Israël et le génocide des Arméniens… Voilà
le sujet qui gêne par excellence, le sujet tabou. Il devrait
aller de soi. On s’attendrait à ce qu’Israël soit l’allié
principal de la cause arménienne, à la fois dans sa lutte de près
d’un siècle pour sa reconnaissance internationale et surtout
dans le combat qu’elle mène contre le négationnisme
ouvertement affiché, non par une poignée de pseudo-historiens,
mais par ni plus ni moins qu’un Etat. Etat avec lequel on se
montre complaisant et prudent jusqu’à l’excès dans cette
tentative de rayer un événement de l’Histoire en prétendant
qu’il est un détail de la Première Guerre mondiale. Cela vous
rappelle quelque chose, n’est-ce pas ? Que fait le gouvernement
israélien ? Non seulement il s’interdit de blesser la
sensibilité turque, ce que la raison d’Etat peut toujours tolérer,
mais en plus, il multiplie les efforts et exerce carrément des
pressions sur l’Anti-Diffamation League, la célèbre,
redoutable et efficace association juive aux Etats-Unis contre
l’antisémitisme, pour l’inciter à revenir sur sa décision
de tenir les massacres de 1915 pour un génocide. Les arguments
invoqués par le gouvernement israélien dégagent plus qu’un
certain malaise, un malaise certain. Parce que l’affaire mérite
d’être publiquement débattue, en Israël comme au sein des
communautés juives d’Europe et des Etats-Unis, il importe de
faire le point, d’examiner les thèses qui s’affrontent, de
les discuter sans préjugés ni conditions préalables.

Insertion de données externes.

//! Tests for parallel mark coordination.

use std::collections::HashMap;
use std::sync::atomic::{AtomicBool, Ordering};
use std::sync::{mpsc, Arc};
use std::thread;
use std::time::Duration;

use parking_lot::Mutex;
use rudo_stw::{
    CollectorConfig, CollectorState, MarkerId, NoHooks, SuspendKind, ThreadRoots, Tracer,
};

#[derive(Default)]
struct RecordingTracer {
    units: Mutex<HashMap<usize, Vec<u64>>>,
    helper_names: Mutex<Vec<String>>,
    #[cfg(target_os = "linux")]
    masks: Mutex<Vec<(bool, bool)>>,
    #[cfg(target_os = "linux")]
    suspend_signal: Option<i32>,
}

impl Tracer for RecordingTracer {
    fn mark_roots(&self, _roots: &ThreadRoots) {}

    fn mark_unit(&self, marker: MarkerId, generation: u64) {
        self.units
            .lock()
            .entry(marker.0)
            .or_default()
            .push(generation);
        if marker.is_helper() {
            if let Some(name) = thread::current().name() {
                self.helper_names.lock().push(name.to_owned());
            }
            #[cfg(target_os = "linux")]
            if let (Some(suspend), Ok(mask)) =
                (self.suspend_signal, sys_thread::current_signal_mask())
            {
                self.masks
                    .lock()
                    .push((mask.contains(libc::SIGINT), mask.contains(suspend)));
            }
        }
        thread::sleep(Duration::from_micros(100));
    }
}

fn parallel_config(kind: SuspendKind) -> CollectorConfig {
    CollectorConfig::default()
        .with_suspend_kind(kind)
        .with_markers(4)
        .with_processors(4)
}

#[test]
fn test_generations_increase_per_marker() {
    let tracer = Arc::new(RecordingTracer::default());
    let collector = CollectorState::new(
        parallel_config(SuspendKind::Cooperative),
        tracer.clone(),
        Arc::new(NoHooks),
    )
    .unwrap();

    for _ in 0..20 {
        let metrics = collector.collect().unwrap();
        assert!((1..=4).contains(&metrics.markers));
    }
    assert!(collector.is_parallel_marking_active());
    assert_eq!(collector.helper_count(), 3);
    assert_eq!(collector.mark_generation(), 20);

    let units = tracer.units.lock();
    let initiator = &units[&MarkerId::INITIATOR.0];
    assert_eq!(initiator, &(1..=20).collect::<Vec<u64>>());
    for (marker, generations) in units.iter() {
        assert!(*marker <= 3);
        assert!(
            generations.windows(2).all(|pair| pair[0] < pair[1]),
            "marker {marker} saw {generations:?}"
        );
        assert!(generations.iter().all(|g| (1..=20).contains(g)));
    }

    let names = tracer.helper_names.lock();
    assert!(names.iter().all(|name| name.starts_with("rudo-marker-")));
}

#[cfg(target_os = "linux")]
#[test]
fn test_helpers_block_all_but_suspend_signals() {
    let config = parallel_config(SuspendKind::Signals);
    let suspend = config.signals().unwrap().0;
    let tracer = Arc::new(RecordingTracer {
        suspend_signal: Some(suspend),
        ..RecordingTracer::default()
    });
    let collector = CollectorState::new(config, tracer.clone(), Arc::new(NoHooks)).unwrap();
    collector.start_markers();
    assert_eq!(collector.helper_count(), 3);

    // Helpers only join when they wake in time, so give them a few chances.
    for _ in 0..50 {
        collector.collect().unwrap();
        if !tracer.masks.lock().is_empty() {
            break;
        }
    }
    let masks = tracer.masks.lock();
    assert!(!masks.is_empty());
    for &(blocks_sigint, blocks_suspend) in masks.iter() {
        assert!(blocks_sigint);
        assert!(!blocks_suspend);
    }
}

#[test]
fn test_single_marker_from_environment_is_serial() {
    let config = CollectorConfig::from_lookup(|key| {
        (key == "MARKER_COUNT").then(|| "1".to_owned())
    })
    .unwrap()
    .with_suspend_kind(SuspendKind::Cooperative)
    .with_processors(8);
    assert_eq!(config.helper_count(), 0);

    let tracer = Arc::new(RecordingTracer::default());
    let collector = CollectorState::new(config, tracer.clone(), Arc::new(NoHooks)).unwrap();
    for _ in 0..3 {
        assert_eq!(collector.collect().unwrap().markers, 1);
    }
    assert!(!collector.is_parallel_marking_active());
    assert_eq!(collector.helper_count(), 0);

    let units = tracer.units.lock();
    assert_eq!(units.len(), 1);
    assert_eq!(units[&MarkerId::INITIATOR.0], vec![1, 2, 3]);
}

#[test]
fn test_uniprocessor_marks_serially() {
    let config = CollectorConfig::default()
        .with_suspend_kind(SuspendKind::Cooperative)
        .with_markers(4)
        .with_processors(1);
    let tracer = Arc::new(RecordingTracer::default());
    let collector = CollectorState::new(config, tracer.clone(), Arc::new(NoHooks)).unwrap();
    collector.start_markers();
    assert!(!collector.is_parallel_marking_active());
    assert_eq!(collector.collect().unwrap().markers, 1);
}

#[test]
fn test_collection_waits_for_builders() {
    let collector = CollectorState::new(
        parallel_config(SuspendKind::Cooperative),
        Arc::new(RecordingTracer::default()),
        Arc::new(NoHooks),
    )
    .unwrap();
    collector.start_markers();

    collector.begin_build();
    let done = Arc::new(AtomicBool::new(false));
    let (tx, rx) = mpsc::channel();
    let gc = {
        let collector = Arc::clone(&collector);
        let done = Arc::clone(&done);
        thread::spawn(move || {
            tx.send(()).unwrap();
            collector.collect().unwrap();
            done.store(true, Ordering::SeqCst);
        })
    };
    rx.recv().unwrap();
    thread::sleep(Duration::from_millis(30));
    assert!(!done.load(Ordering::SeqCst));

    collector.end_build();
    gc.join().unwrap();
    assert!(done.load(Ordering::SeqCst));
    assert_eq!(collector.stw_rounds(), 1);
}

#[test]
fn test_builder_from_registered_thread_does_not_stall_stop() {
    let collector = CollectorState::new(
        parallel_config(SuspendKind::Cooperative),
        Arc::new(RecordingTracer::default()),
        Arc::new(NoHooks),
    )
    .unwrap();
    collector.start_markers();

    let (tx, rx) = mpsc::channel();
    let (release_tx, release_rx) = mpsc::channel::<()>();
    let builder = {
        let collector = Arc::clone(&collector);
        thread::spawn(move || {
            let mutator = collector.register_current_thread().unwrap();
            collector.begin_build();
            tx.send(()).unwrap();
            mutator.do_blocking(|| release_rx.recv().unwrap());
            collector.end_build();
            collector.wait_for_reclaim();
        })
    };
    rx.recv().unwrap();

    let world = collector.stop_world();
    assert_eq!(world.threads().len(), 1);
    drop(world);

    release_tx.send(()).unwrap();
    builder.join().unwrap();
}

L’affaire constitue un cas d’école exemplaire pour illustrer
l’opposition classique entre l’idéal dans les relations
internationales et la raison d’Etat, l’éthique de conviction
face à la morale de responsabilité, pour reprendre la
distinction chère au sociologue Max Weber. Cas d’école également
pour reprendre l’éternel débat sur le projet sioniste : «
Israël, Etat, lumière pour les nations » ou bien un Etat comme
les autres ?
Une tradition regrettable
Sur quoi Ehoud Olmert fonde-t-il sa position ? Avant de
l’examiner, convenons qu’il n’est ni le premier ni le seul
à défendre cette attitude. Tous ceux qui l’ont précédé ont
agi de la sorte, et le premier d’entre eux fut Shimon Peres,
aujourd’hui président de l’Etat d’Israël. A cet égard, si
l’on peut se féliciter de son élection qui couronne une carrière
exemplaire au service de l’Etat et qui de surcroît, intervient
après le départ du sinistre Moshe Katsav dans les conditions que
l’on sait, en revanche les militants et sympathisants, juifs ou
non, de la cause arménienne savent que la nomination de Peres est
un coup dur pour les progrès de leur combat en Israël. Ehoud
Olmert a fait, lui aussi, dans la continuité; le gouvernement
suivra, et même la Knesset. Dans l’histoire politique récente
d’Israël, les seuls qui ont montré du courage ont été les
anciens ministres Yossi Beilin, Yossi Sarid et Yaïr Tsaban. Ils
n’ont pas fait la révolution, ils n’ont pas voué aux gémonies
la Turquie en foulant du pied les intérêts d’Israël en
Turquie : ils ont simplement constaté que l’on pouvait, par
quelques déclarations bien conçues, par une participation
symbolique à la journée de commémoration du génocide des Arméniens
du 24 avril, tenir les deux bouts ou plutôt les dissocier,
entretenir les relations avec la Turquie et trouver les mots
justes pour apaiser la communauté arménienne, sans que le ciel
ne nous tombe sur la tête et que la Turquie ne rompe ses
relations avec Israël. Cet exercice de diplomatie, d’équilibre
entre deux exigences légitimes, n’est-il pas, après tout,
l’art même de la politique, lequel consiste à gérer, sinon à
maîtriser des intérêts et des valeurs contradictoires ? Cet
art-là, le gouvernement israélien ne daigne pas l’exercer.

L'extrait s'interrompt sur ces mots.